# [What to do]
Search the records for "fill" and copy each line that holds it.

# [Supplied data]
□ □ □ □ □ □ □

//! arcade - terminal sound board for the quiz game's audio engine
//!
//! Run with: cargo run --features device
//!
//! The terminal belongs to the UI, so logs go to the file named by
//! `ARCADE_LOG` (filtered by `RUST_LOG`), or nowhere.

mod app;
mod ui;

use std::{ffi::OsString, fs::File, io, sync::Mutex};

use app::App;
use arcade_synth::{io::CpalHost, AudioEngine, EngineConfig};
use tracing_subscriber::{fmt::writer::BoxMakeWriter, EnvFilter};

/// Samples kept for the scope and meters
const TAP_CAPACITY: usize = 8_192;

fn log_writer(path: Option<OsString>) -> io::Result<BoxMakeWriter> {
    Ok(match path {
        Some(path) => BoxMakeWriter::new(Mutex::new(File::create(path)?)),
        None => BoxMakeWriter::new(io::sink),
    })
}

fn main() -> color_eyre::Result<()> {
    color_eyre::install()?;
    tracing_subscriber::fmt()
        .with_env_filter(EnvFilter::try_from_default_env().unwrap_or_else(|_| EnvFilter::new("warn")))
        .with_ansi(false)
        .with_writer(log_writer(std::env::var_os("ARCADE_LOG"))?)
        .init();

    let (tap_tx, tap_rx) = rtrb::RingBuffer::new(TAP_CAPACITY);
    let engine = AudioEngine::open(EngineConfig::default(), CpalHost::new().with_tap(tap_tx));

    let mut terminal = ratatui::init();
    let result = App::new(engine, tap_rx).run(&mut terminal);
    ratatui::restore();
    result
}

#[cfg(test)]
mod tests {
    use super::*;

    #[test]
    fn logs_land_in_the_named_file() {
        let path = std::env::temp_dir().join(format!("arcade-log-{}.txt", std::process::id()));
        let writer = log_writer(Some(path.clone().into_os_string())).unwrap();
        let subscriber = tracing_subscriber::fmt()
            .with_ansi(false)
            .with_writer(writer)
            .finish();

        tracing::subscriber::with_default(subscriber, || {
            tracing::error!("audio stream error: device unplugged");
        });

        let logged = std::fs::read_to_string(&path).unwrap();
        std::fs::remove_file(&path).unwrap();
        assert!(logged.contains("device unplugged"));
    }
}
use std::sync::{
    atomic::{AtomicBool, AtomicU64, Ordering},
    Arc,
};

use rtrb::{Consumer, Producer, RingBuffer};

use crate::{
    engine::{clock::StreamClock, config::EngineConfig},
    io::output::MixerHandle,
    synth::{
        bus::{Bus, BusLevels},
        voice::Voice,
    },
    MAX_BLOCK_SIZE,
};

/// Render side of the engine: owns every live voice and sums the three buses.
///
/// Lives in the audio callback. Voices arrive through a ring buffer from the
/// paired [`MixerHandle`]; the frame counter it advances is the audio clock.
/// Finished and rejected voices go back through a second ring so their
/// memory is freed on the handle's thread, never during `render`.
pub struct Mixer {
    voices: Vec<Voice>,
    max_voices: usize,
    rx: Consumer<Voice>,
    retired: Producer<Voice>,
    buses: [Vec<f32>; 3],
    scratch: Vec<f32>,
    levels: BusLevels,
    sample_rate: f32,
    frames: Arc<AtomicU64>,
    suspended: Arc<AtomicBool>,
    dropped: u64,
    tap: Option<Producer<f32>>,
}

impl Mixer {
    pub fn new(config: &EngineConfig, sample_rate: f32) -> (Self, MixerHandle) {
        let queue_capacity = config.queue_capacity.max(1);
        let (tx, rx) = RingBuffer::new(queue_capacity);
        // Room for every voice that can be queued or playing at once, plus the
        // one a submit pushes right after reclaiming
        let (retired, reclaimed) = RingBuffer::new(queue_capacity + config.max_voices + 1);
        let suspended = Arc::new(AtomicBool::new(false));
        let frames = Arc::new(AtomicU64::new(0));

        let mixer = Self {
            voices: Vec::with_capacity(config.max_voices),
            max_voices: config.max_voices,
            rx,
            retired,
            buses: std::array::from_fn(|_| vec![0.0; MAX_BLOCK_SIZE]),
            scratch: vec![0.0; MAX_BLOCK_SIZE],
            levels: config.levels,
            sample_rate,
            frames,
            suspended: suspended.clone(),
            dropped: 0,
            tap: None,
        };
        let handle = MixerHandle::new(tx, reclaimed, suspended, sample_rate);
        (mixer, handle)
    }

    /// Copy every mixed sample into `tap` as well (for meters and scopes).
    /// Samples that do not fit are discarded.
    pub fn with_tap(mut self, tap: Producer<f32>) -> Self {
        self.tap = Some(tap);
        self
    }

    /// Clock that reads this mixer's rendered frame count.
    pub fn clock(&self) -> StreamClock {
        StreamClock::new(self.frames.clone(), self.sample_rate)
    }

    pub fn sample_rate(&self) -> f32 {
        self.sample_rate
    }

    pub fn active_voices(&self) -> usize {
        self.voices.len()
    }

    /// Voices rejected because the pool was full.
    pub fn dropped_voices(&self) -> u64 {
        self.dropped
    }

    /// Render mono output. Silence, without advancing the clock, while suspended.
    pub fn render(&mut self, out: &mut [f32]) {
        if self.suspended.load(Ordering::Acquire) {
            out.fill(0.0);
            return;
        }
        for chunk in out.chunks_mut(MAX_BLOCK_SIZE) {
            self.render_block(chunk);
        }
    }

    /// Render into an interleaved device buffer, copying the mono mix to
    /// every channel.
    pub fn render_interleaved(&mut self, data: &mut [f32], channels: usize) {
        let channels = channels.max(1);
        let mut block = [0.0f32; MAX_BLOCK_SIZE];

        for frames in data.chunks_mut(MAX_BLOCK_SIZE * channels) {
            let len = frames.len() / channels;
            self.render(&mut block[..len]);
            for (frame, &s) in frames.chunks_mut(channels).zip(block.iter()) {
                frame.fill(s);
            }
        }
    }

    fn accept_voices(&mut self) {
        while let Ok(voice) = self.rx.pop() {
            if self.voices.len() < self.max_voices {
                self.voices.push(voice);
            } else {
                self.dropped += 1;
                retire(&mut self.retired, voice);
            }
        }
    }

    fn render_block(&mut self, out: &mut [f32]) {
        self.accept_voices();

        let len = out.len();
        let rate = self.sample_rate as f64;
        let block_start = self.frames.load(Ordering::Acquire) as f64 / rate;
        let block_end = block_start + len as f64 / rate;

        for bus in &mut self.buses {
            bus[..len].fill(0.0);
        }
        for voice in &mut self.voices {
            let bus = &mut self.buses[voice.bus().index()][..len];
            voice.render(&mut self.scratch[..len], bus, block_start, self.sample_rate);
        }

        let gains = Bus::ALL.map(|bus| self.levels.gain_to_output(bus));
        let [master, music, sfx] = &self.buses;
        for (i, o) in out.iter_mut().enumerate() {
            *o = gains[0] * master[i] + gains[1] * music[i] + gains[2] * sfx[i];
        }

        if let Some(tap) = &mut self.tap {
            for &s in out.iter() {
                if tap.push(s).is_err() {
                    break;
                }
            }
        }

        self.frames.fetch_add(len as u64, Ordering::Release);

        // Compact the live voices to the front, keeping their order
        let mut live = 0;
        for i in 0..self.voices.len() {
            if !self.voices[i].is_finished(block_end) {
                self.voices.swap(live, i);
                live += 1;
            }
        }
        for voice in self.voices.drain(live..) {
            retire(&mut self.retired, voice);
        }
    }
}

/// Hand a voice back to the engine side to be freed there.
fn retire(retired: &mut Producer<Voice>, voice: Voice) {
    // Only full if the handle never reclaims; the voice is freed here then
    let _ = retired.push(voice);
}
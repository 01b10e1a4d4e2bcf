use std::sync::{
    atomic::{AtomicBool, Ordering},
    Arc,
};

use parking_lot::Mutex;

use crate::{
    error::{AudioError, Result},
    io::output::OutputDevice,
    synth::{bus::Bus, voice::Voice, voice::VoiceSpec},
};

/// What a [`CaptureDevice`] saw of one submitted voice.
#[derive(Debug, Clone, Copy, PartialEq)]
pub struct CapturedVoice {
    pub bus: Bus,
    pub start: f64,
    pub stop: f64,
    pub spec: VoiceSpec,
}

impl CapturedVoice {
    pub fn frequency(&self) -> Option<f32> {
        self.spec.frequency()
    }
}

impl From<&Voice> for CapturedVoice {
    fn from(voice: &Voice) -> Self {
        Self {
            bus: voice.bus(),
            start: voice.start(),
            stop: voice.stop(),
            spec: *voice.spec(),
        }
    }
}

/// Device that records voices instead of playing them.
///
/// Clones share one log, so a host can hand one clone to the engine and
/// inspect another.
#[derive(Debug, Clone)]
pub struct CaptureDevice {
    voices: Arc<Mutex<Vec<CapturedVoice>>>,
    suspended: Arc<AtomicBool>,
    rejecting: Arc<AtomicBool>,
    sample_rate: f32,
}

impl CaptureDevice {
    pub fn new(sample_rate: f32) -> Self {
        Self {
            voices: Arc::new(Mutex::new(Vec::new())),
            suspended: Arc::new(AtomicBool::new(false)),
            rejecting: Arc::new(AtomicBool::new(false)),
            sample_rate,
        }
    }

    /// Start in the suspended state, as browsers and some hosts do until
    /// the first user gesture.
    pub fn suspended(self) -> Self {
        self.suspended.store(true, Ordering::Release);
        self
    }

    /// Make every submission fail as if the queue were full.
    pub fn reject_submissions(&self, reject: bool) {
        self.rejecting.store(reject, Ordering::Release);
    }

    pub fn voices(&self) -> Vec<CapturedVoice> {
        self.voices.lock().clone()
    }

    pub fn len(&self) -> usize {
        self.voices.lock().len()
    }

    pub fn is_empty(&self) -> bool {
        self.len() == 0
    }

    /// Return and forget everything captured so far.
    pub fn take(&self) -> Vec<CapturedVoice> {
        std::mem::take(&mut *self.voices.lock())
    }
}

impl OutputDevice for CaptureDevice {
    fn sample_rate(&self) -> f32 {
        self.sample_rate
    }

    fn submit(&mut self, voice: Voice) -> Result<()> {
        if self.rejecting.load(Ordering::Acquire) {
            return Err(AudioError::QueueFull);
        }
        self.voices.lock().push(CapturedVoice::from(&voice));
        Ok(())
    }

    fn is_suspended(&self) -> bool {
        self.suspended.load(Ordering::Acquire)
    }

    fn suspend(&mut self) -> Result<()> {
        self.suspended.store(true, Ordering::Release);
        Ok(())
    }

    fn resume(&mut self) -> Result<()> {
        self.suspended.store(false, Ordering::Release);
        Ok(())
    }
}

□ □ □ □ □ □ □

# [Output of the task]
            out.fill(0.0);
                frame.fill(s);
            bus[..len].fill(0.0);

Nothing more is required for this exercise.